=== Section Start ===

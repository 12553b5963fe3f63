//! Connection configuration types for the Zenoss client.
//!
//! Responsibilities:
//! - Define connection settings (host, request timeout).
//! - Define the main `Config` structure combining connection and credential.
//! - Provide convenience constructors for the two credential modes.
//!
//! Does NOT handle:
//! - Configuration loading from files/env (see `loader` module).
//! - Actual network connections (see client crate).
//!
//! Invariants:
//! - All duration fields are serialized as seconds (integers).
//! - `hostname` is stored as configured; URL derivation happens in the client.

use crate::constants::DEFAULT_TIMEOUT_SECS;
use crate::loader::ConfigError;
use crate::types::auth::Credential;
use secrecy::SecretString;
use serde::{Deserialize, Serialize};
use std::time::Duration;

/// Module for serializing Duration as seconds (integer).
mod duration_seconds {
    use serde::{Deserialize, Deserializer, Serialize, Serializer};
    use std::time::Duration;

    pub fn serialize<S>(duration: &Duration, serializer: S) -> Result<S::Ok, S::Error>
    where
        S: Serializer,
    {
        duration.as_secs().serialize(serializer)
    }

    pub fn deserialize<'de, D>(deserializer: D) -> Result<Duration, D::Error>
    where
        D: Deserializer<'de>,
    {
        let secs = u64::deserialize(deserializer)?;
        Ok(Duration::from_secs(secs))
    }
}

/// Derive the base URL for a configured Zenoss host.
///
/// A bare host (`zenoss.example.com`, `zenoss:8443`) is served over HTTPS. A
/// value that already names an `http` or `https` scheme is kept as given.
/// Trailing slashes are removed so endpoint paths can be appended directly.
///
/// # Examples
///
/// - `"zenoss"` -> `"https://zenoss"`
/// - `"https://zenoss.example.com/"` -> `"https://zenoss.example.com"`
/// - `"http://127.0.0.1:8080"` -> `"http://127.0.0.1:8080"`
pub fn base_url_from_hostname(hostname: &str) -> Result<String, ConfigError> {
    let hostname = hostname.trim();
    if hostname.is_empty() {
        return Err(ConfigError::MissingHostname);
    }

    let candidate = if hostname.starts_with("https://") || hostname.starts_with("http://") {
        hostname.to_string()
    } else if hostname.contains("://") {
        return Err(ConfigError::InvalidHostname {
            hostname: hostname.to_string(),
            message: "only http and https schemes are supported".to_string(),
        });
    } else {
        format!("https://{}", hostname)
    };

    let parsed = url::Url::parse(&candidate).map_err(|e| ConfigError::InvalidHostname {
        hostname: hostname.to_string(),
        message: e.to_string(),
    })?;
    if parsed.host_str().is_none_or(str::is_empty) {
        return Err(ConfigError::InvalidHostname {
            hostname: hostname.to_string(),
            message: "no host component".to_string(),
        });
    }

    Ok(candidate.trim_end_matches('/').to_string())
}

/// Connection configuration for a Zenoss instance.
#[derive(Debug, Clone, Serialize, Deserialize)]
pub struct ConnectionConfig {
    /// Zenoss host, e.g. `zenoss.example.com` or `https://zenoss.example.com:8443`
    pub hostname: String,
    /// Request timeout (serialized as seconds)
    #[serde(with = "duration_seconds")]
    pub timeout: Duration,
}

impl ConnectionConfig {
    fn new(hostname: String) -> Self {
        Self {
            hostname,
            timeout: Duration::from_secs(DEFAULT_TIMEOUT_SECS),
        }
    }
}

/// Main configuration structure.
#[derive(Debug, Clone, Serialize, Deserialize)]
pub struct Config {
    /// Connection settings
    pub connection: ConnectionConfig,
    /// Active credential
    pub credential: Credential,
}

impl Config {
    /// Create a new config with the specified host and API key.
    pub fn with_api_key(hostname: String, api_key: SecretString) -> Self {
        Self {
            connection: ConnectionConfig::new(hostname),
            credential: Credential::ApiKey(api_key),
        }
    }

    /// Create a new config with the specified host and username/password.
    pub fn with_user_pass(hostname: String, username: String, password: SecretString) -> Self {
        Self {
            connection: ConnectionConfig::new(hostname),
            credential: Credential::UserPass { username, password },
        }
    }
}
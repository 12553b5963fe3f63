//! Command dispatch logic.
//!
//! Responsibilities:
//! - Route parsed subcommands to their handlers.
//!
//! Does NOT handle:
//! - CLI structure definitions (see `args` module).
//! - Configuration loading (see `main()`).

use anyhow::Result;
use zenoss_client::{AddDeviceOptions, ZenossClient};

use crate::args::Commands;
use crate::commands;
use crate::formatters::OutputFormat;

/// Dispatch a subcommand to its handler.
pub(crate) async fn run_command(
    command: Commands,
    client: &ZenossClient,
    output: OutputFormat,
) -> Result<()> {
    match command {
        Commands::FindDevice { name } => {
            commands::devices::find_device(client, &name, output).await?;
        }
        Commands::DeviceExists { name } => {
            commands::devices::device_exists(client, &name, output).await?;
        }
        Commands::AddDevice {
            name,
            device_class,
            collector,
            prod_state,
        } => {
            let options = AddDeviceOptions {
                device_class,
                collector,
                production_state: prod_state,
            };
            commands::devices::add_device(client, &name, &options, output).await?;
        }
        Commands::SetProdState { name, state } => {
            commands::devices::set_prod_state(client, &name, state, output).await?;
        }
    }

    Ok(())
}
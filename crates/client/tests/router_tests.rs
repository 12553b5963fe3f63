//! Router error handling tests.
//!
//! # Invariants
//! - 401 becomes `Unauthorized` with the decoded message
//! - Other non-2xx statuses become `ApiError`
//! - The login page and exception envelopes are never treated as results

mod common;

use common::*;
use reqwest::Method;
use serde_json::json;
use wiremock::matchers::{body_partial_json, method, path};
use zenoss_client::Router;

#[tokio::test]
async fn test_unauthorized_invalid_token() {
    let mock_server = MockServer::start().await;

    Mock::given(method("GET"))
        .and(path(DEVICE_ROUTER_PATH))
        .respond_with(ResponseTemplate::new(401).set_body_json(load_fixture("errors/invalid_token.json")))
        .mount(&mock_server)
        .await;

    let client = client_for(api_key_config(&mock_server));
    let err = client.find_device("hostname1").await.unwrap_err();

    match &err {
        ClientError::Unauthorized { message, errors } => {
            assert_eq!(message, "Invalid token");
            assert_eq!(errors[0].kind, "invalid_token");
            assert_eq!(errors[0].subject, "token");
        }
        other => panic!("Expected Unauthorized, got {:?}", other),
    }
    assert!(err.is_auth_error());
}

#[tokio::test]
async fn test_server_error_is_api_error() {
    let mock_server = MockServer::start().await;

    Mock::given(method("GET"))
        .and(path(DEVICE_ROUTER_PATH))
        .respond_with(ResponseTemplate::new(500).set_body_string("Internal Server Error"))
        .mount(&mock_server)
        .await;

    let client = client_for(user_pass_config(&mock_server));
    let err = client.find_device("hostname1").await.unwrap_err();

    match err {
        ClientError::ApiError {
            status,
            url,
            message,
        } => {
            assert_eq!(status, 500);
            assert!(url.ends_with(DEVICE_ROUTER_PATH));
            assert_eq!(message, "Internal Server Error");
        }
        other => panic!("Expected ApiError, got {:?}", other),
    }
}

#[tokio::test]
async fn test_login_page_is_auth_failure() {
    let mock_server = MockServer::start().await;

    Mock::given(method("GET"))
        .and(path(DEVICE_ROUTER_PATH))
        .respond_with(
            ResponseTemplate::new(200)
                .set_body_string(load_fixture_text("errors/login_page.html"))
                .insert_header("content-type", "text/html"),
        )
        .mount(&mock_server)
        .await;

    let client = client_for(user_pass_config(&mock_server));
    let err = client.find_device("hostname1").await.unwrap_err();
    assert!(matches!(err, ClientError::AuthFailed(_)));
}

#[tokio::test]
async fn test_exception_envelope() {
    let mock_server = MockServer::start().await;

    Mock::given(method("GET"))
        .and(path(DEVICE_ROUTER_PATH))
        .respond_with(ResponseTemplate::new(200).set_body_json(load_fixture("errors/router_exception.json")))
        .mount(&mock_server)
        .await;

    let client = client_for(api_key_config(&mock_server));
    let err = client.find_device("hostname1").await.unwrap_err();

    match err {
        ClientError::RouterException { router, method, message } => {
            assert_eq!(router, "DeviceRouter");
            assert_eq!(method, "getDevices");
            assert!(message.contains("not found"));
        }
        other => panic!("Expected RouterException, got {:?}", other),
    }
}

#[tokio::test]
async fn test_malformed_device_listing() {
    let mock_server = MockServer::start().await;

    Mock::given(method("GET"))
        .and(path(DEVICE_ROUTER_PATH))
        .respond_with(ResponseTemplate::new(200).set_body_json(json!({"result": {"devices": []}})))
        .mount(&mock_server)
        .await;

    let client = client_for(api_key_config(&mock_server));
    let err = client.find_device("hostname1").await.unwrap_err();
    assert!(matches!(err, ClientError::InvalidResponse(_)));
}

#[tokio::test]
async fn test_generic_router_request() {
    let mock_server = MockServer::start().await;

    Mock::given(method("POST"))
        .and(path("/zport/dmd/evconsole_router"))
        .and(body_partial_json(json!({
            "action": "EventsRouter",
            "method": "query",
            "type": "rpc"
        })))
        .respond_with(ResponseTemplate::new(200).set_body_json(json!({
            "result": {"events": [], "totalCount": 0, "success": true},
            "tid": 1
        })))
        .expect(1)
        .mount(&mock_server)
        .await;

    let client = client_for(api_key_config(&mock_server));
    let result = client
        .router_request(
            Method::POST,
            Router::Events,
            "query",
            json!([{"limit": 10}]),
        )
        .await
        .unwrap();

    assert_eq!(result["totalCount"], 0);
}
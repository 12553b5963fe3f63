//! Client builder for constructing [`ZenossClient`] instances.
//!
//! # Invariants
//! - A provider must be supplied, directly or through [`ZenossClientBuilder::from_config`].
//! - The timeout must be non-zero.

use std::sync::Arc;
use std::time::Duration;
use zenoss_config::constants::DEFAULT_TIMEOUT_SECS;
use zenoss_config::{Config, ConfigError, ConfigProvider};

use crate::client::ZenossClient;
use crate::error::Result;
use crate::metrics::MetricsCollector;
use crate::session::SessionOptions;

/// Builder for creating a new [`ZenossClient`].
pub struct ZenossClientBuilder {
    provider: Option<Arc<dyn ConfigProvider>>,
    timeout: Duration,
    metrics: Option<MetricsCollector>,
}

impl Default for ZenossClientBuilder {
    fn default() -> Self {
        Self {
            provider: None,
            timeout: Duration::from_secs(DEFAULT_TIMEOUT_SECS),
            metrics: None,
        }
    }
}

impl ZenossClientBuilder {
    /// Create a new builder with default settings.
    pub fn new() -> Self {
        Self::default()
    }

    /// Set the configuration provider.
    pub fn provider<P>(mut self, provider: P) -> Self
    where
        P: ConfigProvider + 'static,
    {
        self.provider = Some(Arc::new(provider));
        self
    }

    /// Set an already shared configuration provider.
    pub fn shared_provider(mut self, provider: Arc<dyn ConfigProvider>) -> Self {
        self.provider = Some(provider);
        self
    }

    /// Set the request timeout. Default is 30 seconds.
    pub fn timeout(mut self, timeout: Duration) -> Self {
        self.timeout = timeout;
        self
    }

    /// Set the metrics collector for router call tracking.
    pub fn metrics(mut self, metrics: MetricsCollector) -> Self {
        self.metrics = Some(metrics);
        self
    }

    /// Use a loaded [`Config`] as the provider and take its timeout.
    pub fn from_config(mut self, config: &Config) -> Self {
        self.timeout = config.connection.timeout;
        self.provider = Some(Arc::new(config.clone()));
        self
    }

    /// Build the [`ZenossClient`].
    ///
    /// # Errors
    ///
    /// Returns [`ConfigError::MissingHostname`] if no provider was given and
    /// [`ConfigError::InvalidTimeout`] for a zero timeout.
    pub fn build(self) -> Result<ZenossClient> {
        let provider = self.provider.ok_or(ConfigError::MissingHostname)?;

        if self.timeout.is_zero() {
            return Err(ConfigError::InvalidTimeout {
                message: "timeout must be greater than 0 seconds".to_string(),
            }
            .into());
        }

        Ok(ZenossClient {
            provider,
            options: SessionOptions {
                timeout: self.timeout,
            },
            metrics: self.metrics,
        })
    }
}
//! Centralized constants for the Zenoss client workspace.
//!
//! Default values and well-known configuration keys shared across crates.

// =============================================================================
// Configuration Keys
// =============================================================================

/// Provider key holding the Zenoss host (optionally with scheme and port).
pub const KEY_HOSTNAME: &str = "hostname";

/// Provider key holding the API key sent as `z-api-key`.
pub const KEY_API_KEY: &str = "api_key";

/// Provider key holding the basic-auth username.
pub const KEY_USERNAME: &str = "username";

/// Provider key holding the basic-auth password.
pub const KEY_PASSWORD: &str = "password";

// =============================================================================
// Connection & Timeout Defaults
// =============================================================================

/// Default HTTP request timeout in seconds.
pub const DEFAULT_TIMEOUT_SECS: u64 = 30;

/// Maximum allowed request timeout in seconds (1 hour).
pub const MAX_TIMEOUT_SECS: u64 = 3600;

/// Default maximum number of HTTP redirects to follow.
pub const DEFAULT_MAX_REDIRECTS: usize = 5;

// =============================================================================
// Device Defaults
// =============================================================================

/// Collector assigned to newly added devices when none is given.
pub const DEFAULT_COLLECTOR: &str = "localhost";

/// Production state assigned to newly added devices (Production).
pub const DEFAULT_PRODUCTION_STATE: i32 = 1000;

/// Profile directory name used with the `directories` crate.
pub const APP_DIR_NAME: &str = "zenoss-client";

=== Section End ===

> _Work order_
In the listing above, how many lines hold the word "panic"? Please state the number alone.

> _Exercise response_
3